**Stored data entries**
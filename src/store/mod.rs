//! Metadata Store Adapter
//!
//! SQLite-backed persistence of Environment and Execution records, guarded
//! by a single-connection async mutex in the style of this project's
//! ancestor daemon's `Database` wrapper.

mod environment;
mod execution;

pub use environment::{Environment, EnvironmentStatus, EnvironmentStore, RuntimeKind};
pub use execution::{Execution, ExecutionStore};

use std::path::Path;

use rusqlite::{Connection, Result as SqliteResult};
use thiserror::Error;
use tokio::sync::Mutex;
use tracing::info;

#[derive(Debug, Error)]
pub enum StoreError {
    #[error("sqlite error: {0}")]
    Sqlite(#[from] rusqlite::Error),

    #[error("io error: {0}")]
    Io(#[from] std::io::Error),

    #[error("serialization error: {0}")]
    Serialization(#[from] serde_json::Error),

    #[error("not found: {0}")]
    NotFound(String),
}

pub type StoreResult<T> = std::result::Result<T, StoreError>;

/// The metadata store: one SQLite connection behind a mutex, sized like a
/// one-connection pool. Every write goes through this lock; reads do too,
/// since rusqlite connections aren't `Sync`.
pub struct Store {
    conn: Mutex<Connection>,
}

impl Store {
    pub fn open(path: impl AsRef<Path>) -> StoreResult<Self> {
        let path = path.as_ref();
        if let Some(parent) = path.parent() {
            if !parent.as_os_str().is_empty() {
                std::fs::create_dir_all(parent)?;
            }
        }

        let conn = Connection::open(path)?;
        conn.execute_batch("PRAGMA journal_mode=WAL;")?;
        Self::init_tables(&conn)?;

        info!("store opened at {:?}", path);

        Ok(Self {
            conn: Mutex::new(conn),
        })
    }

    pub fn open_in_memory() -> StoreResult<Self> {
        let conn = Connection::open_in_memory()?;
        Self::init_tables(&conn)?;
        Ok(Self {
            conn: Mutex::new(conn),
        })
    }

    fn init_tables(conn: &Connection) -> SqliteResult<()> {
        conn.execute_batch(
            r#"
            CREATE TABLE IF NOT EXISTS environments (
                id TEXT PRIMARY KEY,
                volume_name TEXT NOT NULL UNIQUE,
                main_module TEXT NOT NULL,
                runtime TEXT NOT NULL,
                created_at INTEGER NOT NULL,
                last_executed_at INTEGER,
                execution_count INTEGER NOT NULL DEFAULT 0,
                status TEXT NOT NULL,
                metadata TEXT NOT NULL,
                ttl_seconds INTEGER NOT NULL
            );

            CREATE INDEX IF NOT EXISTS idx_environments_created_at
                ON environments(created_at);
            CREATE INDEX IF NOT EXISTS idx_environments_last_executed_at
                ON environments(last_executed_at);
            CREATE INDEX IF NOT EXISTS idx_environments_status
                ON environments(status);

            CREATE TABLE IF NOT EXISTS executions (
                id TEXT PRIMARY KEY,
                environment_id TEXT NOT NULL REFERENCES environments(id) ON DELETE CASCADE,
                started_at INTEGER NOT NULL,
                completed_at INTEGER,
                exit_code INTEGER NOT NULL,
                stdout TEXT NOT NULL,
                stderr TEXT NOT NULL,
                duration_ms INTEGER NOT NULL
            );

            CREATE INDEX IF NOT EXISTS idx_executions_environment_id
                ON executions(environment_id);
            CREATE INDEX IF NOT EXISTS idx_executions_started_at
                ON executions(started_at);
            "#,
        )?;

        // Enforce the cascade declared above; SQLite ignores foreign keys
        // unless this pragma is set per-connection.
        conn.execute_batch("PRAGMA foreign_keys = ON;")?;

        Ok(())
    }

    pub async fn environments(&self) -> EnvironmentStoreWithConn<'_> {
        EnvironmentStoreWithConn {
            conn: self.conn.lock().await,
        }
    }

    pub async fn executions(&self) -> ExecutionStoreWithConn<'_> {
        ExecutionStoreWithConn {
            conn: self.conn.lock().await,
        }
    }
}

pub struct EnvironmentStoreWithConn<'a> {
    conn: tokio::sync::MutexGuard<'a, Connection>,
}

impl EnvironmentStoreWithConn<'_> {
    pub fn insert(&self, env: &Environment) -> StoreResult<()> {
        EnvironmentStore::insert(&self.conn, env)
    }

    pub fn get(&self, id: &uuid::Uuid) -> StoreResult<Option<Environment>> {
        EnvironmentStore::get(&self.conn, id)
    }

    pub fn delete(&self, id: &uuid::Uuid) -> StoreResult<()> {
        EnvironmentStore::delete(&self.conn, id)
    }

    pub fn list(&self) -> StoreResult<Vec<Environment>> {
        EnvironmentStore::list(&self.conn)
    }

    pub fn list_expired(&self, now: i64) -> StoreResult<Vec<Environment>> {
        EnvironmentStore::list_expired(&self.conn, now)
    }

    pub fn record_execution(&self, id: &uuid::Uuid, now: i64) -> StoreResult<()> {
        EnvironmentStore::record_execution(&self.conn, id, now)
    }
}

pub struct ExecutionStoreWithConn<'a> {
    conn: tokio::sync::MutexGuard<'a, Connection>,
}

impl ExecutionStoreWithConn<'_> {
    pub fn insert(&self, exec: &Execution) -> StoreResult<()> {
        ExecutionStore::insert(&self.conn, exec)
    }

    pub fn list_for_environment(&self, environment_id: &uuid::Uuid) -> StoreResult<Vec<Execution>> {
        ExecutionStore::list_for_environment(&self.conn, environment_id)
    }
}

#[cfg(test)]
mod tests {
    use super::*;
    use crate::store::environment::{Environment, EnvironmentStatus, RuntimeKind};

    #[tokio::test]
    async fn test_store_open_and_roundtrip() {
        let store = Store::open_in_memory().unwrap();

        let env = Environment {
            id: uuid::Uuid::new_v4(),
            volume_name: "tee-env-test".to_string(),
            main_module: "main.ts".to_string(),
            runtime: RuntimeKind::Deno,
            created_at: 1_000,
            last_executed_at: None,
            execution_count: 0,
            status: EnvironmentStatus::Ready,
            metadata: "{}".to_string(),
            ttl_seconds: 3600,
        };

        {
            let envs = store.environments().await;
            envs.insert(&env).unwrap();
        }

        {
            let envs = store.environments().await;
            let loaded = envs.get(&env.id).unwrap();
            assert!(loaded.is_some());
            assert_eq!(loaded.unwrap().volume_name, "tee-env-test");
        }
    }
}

**Instructions for the task**
Take the entries above and copy them exactly from the first line through the line with "pub type StoreResult<T>"; leave out every line after it.

**Final answer**
filename src/store/mod.rs
//! Metadata Store Adapter
//!
//! SQLite-backed persistence of Environment and Execution records, guarded
//! by a single-connection async mutex in the style of this project's
//! ancestor daemon's `Database` wrapper.

mod environment;
mod execution;

pub use environment::{Environment, EnvironmentStatus, EnvironmentStore, RuntimeKind};
pub use execution::{Execution, ExecutionStore};

use std::path::Path;

use rusqlite::{Connection, Result as SqliteResult};
use thiserror::Error;
use tokio::sync::Mutex;
use tracing::info;

#[derive(Debug, Error)]
pub enum StoreError {
    #[error("sqlite error: {0}")]
    Sqlite(#[from] rusqlite::Error),

    #[error("io error: {0}")]
    Io(#[from] std::io::Error),

    #[error("serialization error: {0}")]
    Serialization(#[from] serde_json::Error),

    #[error("not found: {0}")]
    NotFound(String),
}

pub type StoreResult<T> = std::result::Result<T, StoreError>;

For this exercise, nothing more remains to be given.